The security researchers have found hundreds of million of Facebook users records, which were found on an exposed public storage servers.
According to researchers at security firm UpGuard, “Two Batches of Users Were Collected and Exposed From Two Different Third Party Companies”.
According to the researchers write-up, Cultura Colective a Mexico based digital media company. which has left over 540 million users records.
These Facebook users records have included comments, likes, reactions, account names and more, and this all data is stored in Amazon S3 storage and without any password, which simply means that any individual from anywhere could easily access and check the users details.
Another backup file which was found on the separate storage server Defunct, which is California based app maker at The Pool that contained even more sensitive data.
These Facebook users data that includes scraped information on more than 22,000 users, such as user’s friend lists, interests, photos, group memberships and check-ins.
According to UPGuard Researchers, the company has not responded to requests to have the data removed.
Facebook has also contacted the Amazon to put the entire data offline, a Facebook spokesman has told the TechCrunch.
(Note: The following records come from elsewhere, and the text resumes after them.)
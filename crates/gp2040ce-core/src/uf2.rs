//! Conversion between flat flash images and Microsoft's UF2 block format.
//!
//! See <https://github.com/microsoft/uf2/tree/master#overview>.

use assert_into::AssertInto;
use log::debug;
use static_assertions::const_assert;
use std::mem;
use thiserror::Error;
use zerocopy::{
    FromBytes, Immutable, IntoBytes, KnownLayout, byteorder::little_endian::U32,
};

use crate::FLASH_START;

pub const UF2_MAGIC_START0: u32 = 0x0A324655;
pub const UF2_MAGIC_START1: u32 = 0x9E5D5157;
pub const UF2_MAGIC_END: u32 = 0x0AB16F30;

pub const UF2_FLAG_FAMILY_ID_PRESENT: u32 = 0x00002000;

pub const UF2_BLOCK_SIZE: usize = 512;
pub const UF2_DATA_SIZE: usize = 476;
/// Bytes of flash carried by each block we write.
pub const UF2_PAYLOAD_SIZE: usize = 256;

/// Raspberry Pi RP2040, see
/// <https://github.com/microsoft/uf2/blob/master/utils/uf2families.json>
pub const UF2_FAMILY_ID: u32 = 0xe48bff56;

#[repr(C)]
#[derive(FromBytes, IntoBytes, Immutable, KnownLayout)]
pub struct Uf2Block {
    // 32 byte header
    pub magic_start0: U32,
    pub magic_start1: U32,
    pub flags: U32,
    pub target_addr: U32,
    pub payload_size: U32,
    pub block_no: U32,
    pub num_blocks: U32,
    pub file_size: U32, // or familyID
    pub data: [u8; UF2_DATA_SIZE],
    pub magic_end: U32,
}

const_assert!(mem::size_of::<Uf2Block>() == UF2_BLOCK_SIZE);

#[derive(Error, Debug, PartialEq, Eq)]
pub enum Uf2Error {
    #[error("provided UF2 is length {0}, which isn't fully divisible by {UF2_BLOCK_SIZE}")]
    UnalignedLength(usize),
    #[error("bad magic in UF2 block {0}")]
    BadMagic(u32),
    #[error("inconsistent block number in reading UF2, got {got}, expected {expected}")]
    BlockNumber { got: u32, expected: u32 },
    #[error("inconsistent block count in reading UF2, got {got}, expected {expected}")]
    BlockCount { got: u32, expected: u32 },
    #[error("UF2 block {block} declares a payload of {size} bytes, more than {UF2_DATA_SIZE}")]
    PayloadTooLarge { block: u32, size: u32 },
    #[error("region at {offset:#x} does not fit below the end of the address space")]
    AddressOverflow { offset: u32 },
    #[error("not all expected blocks ({expected}) were found, only got {found}")]
    MissingBlocks { expected: u32, found: u32 },
    #[error(
        "going backwards in binary files is not yet supported (block {block} targets {address:#010x}, expected at least {expected:#010x})"
    )]
    BackwardsSeekNotImplemented {
        block: u32,
        address: u32,
        expected: u32,
    },
}

/// Number of blocks needed to carry `len` bytes.
fn blocks_for(len: usize) -> usize {
    len.div_ceil(UF2_PAYLOAD_SIZE)
}

/// Converts a list of `(offset from flash start, bytes)` regions into a UF2 stream.
///
/// Regions are emitted in the order given. Block numbers run continuously
/// across regions and every block carries the total block count of the stream.
/// Fails if a block address would not fit in 32 bits.
pub fn convert_binary_to_uf2<B: AsRef<[u8]>>(regions: &[(u32, B)]) -> Result<Vec<u8>, Uf2Error> {
    let total_blocks: usize = regions
        .iter()
        .map(|(_, binary)| blocks_for(binary.as_ref().len()))
        .sum();

    let mut block = Uf2Block {
        magic_start0: U32::new(UF2_MAGIC_START0),
        magic_start1: U32::new(UF2_MAGIC_START1),
        flags: U32::new(UF2_FLAG_FAMILY_ID_PRESENT),
        target_addr: U32::new(0),
        payload_size: U32::new(UF2_PAYLOAD_SIZE.assert_into()),
        block_no: U32::new(0),
        num_blocks: U32::new(total_blocks.assert_into()),
        file_size: U32::new(UF2_FAMILY_ID),
        data: [0; UF2_DATA_SIZE],
        magic_end: U32::new(UF2_MAGIC_END),
    };

    let mut uf2 = Vec::with_capacity(total_blocks * UF2_BLOCK_SIZE);
    let mut block_no: u32 = 0;

    for (start, binary) in regions {
        for (index, chunk) in binary.as_ref().chunks(UF2_PAYLOAD_SIZE).enumerate() {
            let offset: u32 = (index * UF2_PAYLOAD_SIZE).assert_into();
            let addr = FLASH_START
                .checked_add(*start)
                .and_then(|addr| addr.checked_add(offset))
                .ok_or(Uf2Error::AddressOverflow { offset: *start })?;
            block.target_addr = U32::new(addr);
            block.block_no = U32::new(block_no);

            block.data.fill(0);
            block.data[..chunk.len()].copy_from_slice(chunk);

            uf2.extend_from_slice(block.as_bytes());
            block_no += 1;
        }
    }

    debug!(
        "converted {} region(s) into {} UF2 blocks",
        regions.len(),
        total_blocks
    );

    Ok(uf2)
}

/// Converts a UF2 stream back into a flat binary.
///
/// The result starts at the first block's target address. Forward gaps between
/// blocks are zero filled; blocks that go backwards are rejected.
pub fn convert_uf2_to_binary(uf2: &[u8]) -> Result<Vec<u8>, Uf2Error> {
    if uf2.len() % UF2_BLOCK_SIZE != 0 {
        return Err(Uf2Error::UnalignedLength(uf2.len()));
    }

    let expected_blocks: u32 = (uf2.len() / UF2_BLOCK_SIZE).assert_into();
    let mut binary = Vec::new();
    // address just past the last byte written
    let mut next_addr: Option<u32> = None;
    let mut last_block: Option<(u32, u32)> = None;

    for (index, chunk) in uf2.chunks_exact(UF2_BLOCK_SIZE).enumerate() {
        let index: u32 = index.assert_into();
        let Ok(block) = Uf2Block::read_from_bytes(chunk) else {
            unreachable!("chunks_exact yields whole blocks");
        };

        if block.magic_start0.get() != UF2_MAGIC_START0
            || block.magic_start1.get() != UF2_MAGIC_START1
            || block.magic_end.get() != UF2_MAGIC_END
        {
            return Err(Uf2Error::BadMagic(index));
        }

        let block_no = block.block_no.get();
        let num_blocks = block.num_blocks.get();
        if block_no != index {
            return Err(Uf2Error::BlockNumber {
                got: block_no,
                expected: index,
            });
        }
        if num_blocks != expected_blocks {
            return Err(Uf2Error::BlockCount {
                got: num_blocks,
                expected: expected_blocks,
            });
        }

        let addr = block.target_addr.get();
        let size = block.payload_size.get();
        if size as usize > UF2_DATA_SIZE {
            return Err(Uf2Error::PayloadTooLarge {
                block: index,
                size,
            });
        }

        if let Some(expected) = next_addr {
            if addr < expected {
                return Err(Uf2Error::BackwardsSeekNotImplemented {
                    block: index,
                    address: addr,
                    expected,
                });
            }
            let gap = (addr - expected) as usize;
            if gap > 0 {
                debug!("padding {} bytes before block {} at {:#010x}", gap, index, addr);
                binary.resize(binary.len() + gap, 0);
            }
        }

        binary.extend_from_slice(&block.data[..size as usize]);
        next_addr = Some(addr.saturating_add(size));
        last_block = Some((block_no, num_blocks));
    }

    // when this is all done we should have counted the expected number of blocks
    if let Some((block_no, num_blocks)) = last_block {
        if num_blocks != block_no + 1 {
            return Err(Uf2Error::MissingBlocks {
                expected: num_blocks,
                found: block_no + 1,
            });
        }
    }

    Ok(binary)
}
“Facebook’s policies prohibit storing Facebook information in a public database,” said the spokesperson. Facebook said there is no evidence yet to show the data has been misused but that it was investigating.
It seems to be the latest data lapse in the social media giant after the Cambridge Analytica scandal in 2018, which has more than 87 million Facebook user records that was scraped without the consent by the U.K.-Based Political Data Firm.
The company has illegally used the data to build the profiles on voters, which will help the presidential campaigns for Ted Cruz and later for Donald Trump.
UpGuard which has found a batch of scraped Facebook profiles which involves 48 million records in 2018 from LocalBlox, a data firm which scrapes data from social media profiles.
Chris Vickery, director of cyber risk research at UpGuard, told TechCrunch: “These finds continue to highlight the problems which plague companies that depend on mass data collection.”
“Storing personal information collected from end users is a liability,” said Vickery. “The more you have, the greater that liability becomes.”